Enquanto isso, no outro lado do ringue bancado pelo empresário austríaco, a Red Bull segue focada no trabalho e dá asas cada vez mais eficientes ao australiano Daniel Ricciardo, cujo amplo sorriso ofusca cada vez o sucesso da dupla mais problemática dos últimos tempos. Há quem diga que Sebastian Vettel, o outrora enfant terrible da equipe austríaca, não se adapta ao comportamento do carro. Ora, ninguém ganha quatro títulos mundiais consecutivos porque lhe fizeram um macacão sob medida…
Comentar sobre o que acontece na equipe principal do touro vermelho respinga no reino de Williams: é simplesmente incrível como tudo, ou 99%…, do que acontece de errado neste time envolve Felipe Massa. Desta vez foram destroços do pneu dilacerado do carro de Lewis Hamilton que ficaram encrustados no assoalho do seu carro, situação só corrigida no último terço das 44 voltas da prova, quando o brasileiro passou a ter o mesmo ritmo dos ponteiros. Tão ruim ou mesmo pior do que mais uma corrida perdida para a falta de sorte, Massa é cada vez mais vítima de algozes críticos brasileiros. Verdade que suas declarações sempre lamuriosas ou tentando explicar o inexplicável não ajudam a reverter a situação, mas a cruz que lhe está sendo imposta não é, nem de longe, proporcional à sua capacidade de piloto.
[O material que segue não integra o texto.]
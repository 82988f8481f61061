//! The `Simulator` struct and its step loop.

use hy_arz::Q;
use hy_core::{CarId, HyError, IdmParams, LaneId, SimClock, SimConfig, SimRng};
use hy_micro::{Car, Idm};
use hy_network::{Link, Network, PhaseView};

use crate::convert::{mirror_start, sample_cars, splat};
use crate::lookahead::Lookahead;
use crate::macro_lane::Edge;
use crate::micro_lane::sort_cars;
use crate::scheduler::MacroStep;
use crate::{
    Fidelity, FluxCapacitor, Inflow, LaneSnapshot, LaneState, MacroLane, MicroLane, Partition,
    Payload, Scheduler, SignalController, SimError, SimObserver, SimResult, Snapshot,
};

// ── Simulator ─────────────────────────────────────────────────────────────────

/// The hybrid simulation runner.
///
/// Holds every lane payload (indexed by `LaneId`), one signal controller
/// per intersection, the clock, the RNG and the worker partition.  One
/// [`hybrid_step`](Self::hybrid_step) runs:
///
/// 1. **Absorption**: cars that drove onto macro lanes are folded into
///    the first cells.
/// 2. **Macro phase** (parallel with the `parallel` feature): neighbour
///    states are copied into each macro lane's edges, every interface is
///    solved, the global `dt` is reduced from the fastest wave, every
///    lane is updated.  Cars released by flux capacitors are handed to
///    their micro lanes.
/// 3. **Micro phase** (single-threaded): accelerations, lane changes,
///    integration, and lane-end crossings.
/// 4. **Clock** advance, **inflow** injection, **buffer swap**, and
///    **signal** advance.
///
/// Create via [`SimBuilder`][crate::SimBuilder].
pub struct Simulator {
    pub config: SimConfig,

    pub(crate) network:     Network,
    pub(crate) lanes:       Vec<LaneState>,
    pub(crate) signals:     Vec<SignalController>,
    /// Link-resolution view of `signals`, kept in step.
    pub(crate) views:       Vec<PhaseView>,
    pub(crate) clock:       SimClock,
    pub(crate) rng:         SimRng,
    pub(crate) idm:         Idm,
    pub(crate) scheduler:   Scheduler,
    pub(crate) next_car_id: u64,
    pub(crate) cars_exited: u64,
}
//! Worker partition and the parallel macro phase.
//!
//! Macro lanes are dealt to workers greedily, largest first, each going to
//! the worker with the fewest cells so far.  The partition only changes
//! when the set of macro lanes does.
//!
//! One macro sub-step is two passes over the worker buckets:
//!
//! ```text
//! collect_riemann on every lane ─▶ barrier ─▶ reduce max speed → dt
//!                                              │
//! update(dt) on every lane ◀───────────────────┘ ─▶ barrier
//! ```
//!
//! Each lane belongs to exactly one bucket, so a pass never shares a lane
//! between workers.

use hy_arz::EPSILON;
use hy_core::LaneId;

use crate::{LaneState, MacroLane, Payload, SimResult};

// ── Partition ─────────────────────────────────────────────────────────────────

/// Assignment of macro lanes to workers.
#[derive(Clone, Debug, Default, PartialEq, Eq)]
pub struct Partition {
    pub buckets: Vec<Vec<LaneId>>,
    /// Total cells per bucket.
    pub loads:   Vec<usize>,
}

impl Partition {
    /// Greedy least-loaded assignment of `(lane, cells)` pairs.
    ///
    /// Lanes are placed in decreasing cell count, ties by id; a lane goes
    /// to the lowest-numbered worker among those with the smallest load.
    pub fn greedy(lanes: impl IntoIterator<Item = (LaneId, usize)>, workers: usize) -> Self {
        let workers = workers.max(1);
        let mut lanes: Vec<(LaneId, usize)> = lanes.into_iter().collect();
        lanes.sort_by(|a, b| b.1.cmp(&a.1).then(a.0.cmp(&b.0)));

        let mut buckets = vec![Vec::new(); workers];
        let mut loads = vec![0usize; workers];
        for (lane, cells) in lanes {
            let w = (0..workers).min_by_key(|&w| (loads[w], w)).unwrap_or(0);
            buckets[w].push(lane);
            loads[w] += cells;
        }
        Self { buckets, loads }
    }

    #[inline]
    pub fn workers(&self) -> usize {
        self.buckets.len()
    }

    pub fn lane_count(&self) -> usize {
        self.buckets.iter().map(Vec::len).sum()
    }
}

// ── Scheduler ─────────────────────────────────────────────────────────────────

/// Per-worker maximum wave speed, one cache line each.
#[repr(C, align(64))]
#[derive(Clone, Copy, Debug, Default)]
struct MaxSpeedSlot {
    value: f64,
}

/// Parameters of one macro sub-step.
#[derive(Clone, Copy, Debug)]
pub(crate) struct MacroStep {
    pub cfl:        f64,
    /// Smallest cell width in the network.
    pub min_h:      f64,
    /// A speed the time step must also respect, e.g. the fastest car.
    pub floor:      f64,
    pub relaxation: f64,
    pub car_length: f64,
}

pub struct Scheduler {
    partition:  Partition,
    /// Worker of each lane, indexed by `LaneId`; `None` for micro lanes.
    assignment: Vec<Option<usize>>,
    scratch:    Vec<MaxSpeedSlot>,
    #[cfg(feature = "parallel")]
    pool:       rayon::ThreadPool,
}

impl Scheduler {
    pub fn new(workers: usize) -> SimResult<Self> {
        let workers = workers.max(1);

        #[cfg(feature = "parallel")]
        let pool = rayon::ThreadPoolBuilder::new()
            .num_threads(workers)
            .thread_name(|i| format!("hy-macro-{i}"))
            .build()
            .map_err(|e| crate::SimError::ThreadPool(e.to_string()))?;

        Ok(Self {
            partition: Partition::greedy(std::iter::empty(), workers),
            assignment: Vec::new(),
            scratch: vec![MaxSpeedSlot::default(); workers],
            #[cfg(feature = "parallel")]
            pool,
        })
    }

    #[inline]
    pub fn workers(&self) -> usize {
        self.scratch.len()
    }

    #[inline]
    pub fn partition(&self) -> &Partition {
        &self.partition
    }

    /// Recompute the partition from the current macro lanes.
    pub fn repartition(&mut self, lanes: &[LaneState]) {
        let macro_lanes = lanes
            .iter()
            .filter_map(|l| l.as_macro().map(|m| (l.id, m.len())));
        self.partition = Partition::greedy(macro_lanes, self.workers());

        self.assignment = vec![None; lanes.len()];
        for (w, bucket) in self.partition.buckets.iter().enumerate() {
            for lane in bucket {
                self.assignment[lane.index()] = Some(w);
            }
        }
        log::debug!(
            "partitioned {} macro lanes over {} workers, loads {:?}",
            self.partition.lane_count(),
            self.workers(),
            self.partition.loads
        );
    }

    /// Run one macro sub-step over `lanes` and return the time step used.
    pub(crate) fn macro_step(&mut self, lanes: &mut [LaneState], step: MacroStep) -> f64 {
        let mut buckets: Vec<Vec<&mut MacroLane>> = (0..self.workers()).map(|_| Vec::new()).collect();
        for lane in lanes.iter_mut() {
            let worker = self.assignment.get(lane.id.index()).copied().flatten();
            if let (Payload::Macro(m), Some(w)) = (&mut lane.payload, worker) {
                buckets[w].push(m);
            }
        }

        self.collect(&mut buckets);
        let max_speed = self.scratch.iter().map(|s| s.value).fold(step.floor, f64::max);
        let max_speed = if max_speed < EPSILON { step.min_h } else { max_speed };
        let dt = step.cfl * step.min_h / max_speed;
        debug_assert!(dt.is_finite() && dt > 0.0, "bad time step {dt}");

        self.update(&mut buckets, dt, step.relaxation, step.car_length);
        dt
    }

    fn collect(&mut self, buckets: &mut [Vec<&mut MacroLane>]) {
        #[cfg(not(feature = "parallel"))]
        for (bucket, slot) in buckets.iter_mut().zip(self.scratch.iter_mut()) {
            slot.value = collect_bucket(bucket);
        }

        #[cfg(feature = "parallel")]
        {
            use rayon::prelude::*;

            let pool = &self.pool;
            let scratch = &mut self.scratch;
            pool.install(|| {
                buckets
                    .par_iter_mut()
                    .zip(scratch.par_iter_mut())
                    .for_each(|(bucket, slot)| slot.value = collect_bucket(bucket));
            });
        }
    }

    fn update(&mut self, buckets: &mut [Vec<&mut MacroLane>], dt: f64, relaxation: f64, car_length: f64) {
        #[cfg(not(feature = "parallel"))]
        for bucket in buckets.iter_mut() {
            update_bucket(bucket, dt, relaxation, car_length);
        }

        #[cfg(feature = "parallel")]
        {
            use rayon::prelude::*;

            self.pool.install(|| {
                buckets
                    .par_iter_mut()
                    .for_each(|bucket| update_bucket(bucket, dt, relaxation, car_length));
            });
        }
    }
}

fn collect_bucket(bucket: &mut [&mut MacroLane]) -> f64 {
    bucket.iter_mut().map(|lane| lane.collect_riemann()).fold(0.0, f64::max)
}

fn update_bucket(bucket: &mut [&mut MacroLane], dt: f64, relaxation: f64, car_length: f64) {
    for lane in bucket.iter_mut() {
        lane.update(dt, relaxation, car_length);
    }
}
//! The corridor network: an arterial and a side street meeting at one
//! signal, the arterial continuing into a faster expressway.
//!
//! ```text
//!   arterial_in (800 m, 20 m/s) ─┐          ┌─ east_a (600 m, 20 m/s) ── east_b (1 km, 25 m/s) ─▶
//!                                ├── [X] ───┤
//!   side_in     (400 m, 14 m/s) ─┘          └─ north_out (500 m, 14 m/s) ─▶
//!
//!   phase 0 (35 s): arterial_in → east_a
//!   phase 1 (20 s): side_in     → north_out
//! ```

use anyhow::Result;

use hy_core::LaneId;
use hy_network::{Network, NetworkBuilder};

pub struct Corridor {
    pub network:     Network,
    pub arterial_in: LaneId,
    pub side_in:     LaneId,
    pub east_a:      LaneId,
    pub east_b:      LaneId,
    pub north_out:   LaneId,
    pub connectors:  [LaneId; 2],
}

pub fn build_corridor() -> Result<Corridor> {
    let mut b = NetworkBuilder::new();

    let arterial_in = b.add_lane(800.0, 20.0);
    let side_in     = b.add_lane(400.0, 14.0);
    let east_a      = b.add_lane(600.0, 20.0);
    let east_b      = b.add_lane(1_000.0, 25.0);
    let north_out   = b.add_lane(500.0, 14.0);
    b.connect(east_a, east_b)?;

    let signal = b.add_intersection(&[arterial_in, side_in], &[east_a, north_out])?;
    let main_phase = b.add_phase(signal, 35.0)?;
    let through = b.add_connector(signal, main_phase, 0, 0, 25.0)?;
    let side_phase = b.add_phase(signal, 20.0)?;
    let side = b.add_connector(signal, side_phase, 1, 1, 30.0)?;

    Ok(Corridor {
        network: b.build()?,
        arterial_in,
        side_in,
        east_a,
        east_b,
        north_out,
        connectors: [through, side],
    })
}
Nasr vence novamente na GP2
O brasiliense Felipe Nasr conseguiu sua quarta vitória da temporada em um momento importante para definir o passo mais importante de sua carreira: o desembarque na F-1 em 2015. Deco Negrão terminou em oitavo e marcou seus primeiros pontos na categoria. Vice-líder do Campeonato da FIA de GP2, 32 pontos atrás do inglês Jolian Palmer, Nasr está consciente de que suas chances de seguir na Williams são pequenas, pois é sabido que dificilmente a equipe de Groove dispensará Massa ou Bottas. Visto que a Lotus é uma equipe aberta a negociar com vários patrocinadores e terá motores Mercedes no ano que vem, é possível apostar nesse endereço, ainda que sua ligação com Kimi Räkkönen (com quem divide empresário) possa vir a ser um obstáculo. O fim de semana de Spa mostrou que o mercado de novos pilotos está vivendo uma ebulição atípica. Após o anúncio que a Toro Rosso contratou Max Verstappen para substituir Jean-Éric Vergne, a Caterham substituiu Kamui Kobayashi por André Lotterer e não deverá surpreender ninguém se os espanhóis Carlos Sainz Júnior ou Roberto Mehri ocupem a vaga nas próximas corridas. Igualmente o estadunidense Alexander Rossi poderá aparecer como piloto do segundo Marussia no lugar do inglês Max Chilton a partir do GP dos EUA, em Dallas.